__Task requirements__.
Report every line of the records below that contains the word "SocketAddr".

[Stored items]
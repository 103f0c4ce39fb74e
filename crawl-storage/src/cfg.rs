//! Validated startup configuration for the Storage node, built from
//! [`Args`] by a fallible constructor so both sockets are known bindable
//! before any other task is spawned.

use std::net::SocketAddr;
use std::path::PathBuf;

use crawl_core::beacon::PeerId;
use tokio::net::TcpListener;

use crate::args::Args;

#[derive(Debug, thiserror::Error)]
pub enum Error {
    #[error("router port {0} is already in use")]
    RouterPortInUse(SocketAddr, #[source] std::io::Error),
    #[error("replication port {0} is already in use")]
    ReplicationPortInUse(SocketAddr, #[source] std::io::Error),
}

pub struct Cfg {
    pub id: PeerId,
    pub ip: std::net::Ipv4Addr,
    pub port: u16,
    pub replication_port: u16,
    pub cache_dir: PathBuf,
    pub update: bool,
    pub router_listener: TcpListener,
    pub replication_listener: TcpListener,
}

impl Cfg {
    pub async fn from_args(args: &Args) -> Result<Self, Error> {
        let id = PeerId::random();
        let replication_port = args.port + 1;

        let router_addr = SocketAddr::from((args.ip, args.port));
        let router_listener = TcpListener::bind(router_addr)
            .await
            .map_err(|err| Error::RouterPortInUse(router_addr, err))?;

        let replication_addr = SocketAddr::from((args.ip, replication_port));
        let replication_listener = TcpListener::bind(replication_addr)
            .await
            .map_err(|err| Error::ReplicationPortInUse(replication_addr, err))?;

        Ok(Self {
            id,
            ip: args.ip,
            port: args.port,
            replication_port,
            cache_dir: args.cache.clone(),
            update: args.update,
            router_listener,
            replication_listener,
        })
    }
}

__Solution__.
use std::net::SocketAddr;
    RouterPortInUse(SocketAddr, #[source] std::io::Error),
    ReplicationPortInUse(SocketAddr, #[source] std::io::Error),
        let router_addr = SocketAddr::from((args.ip, args.port));
        let replication_addr = SocketAddr::from((args.ip, replication_port));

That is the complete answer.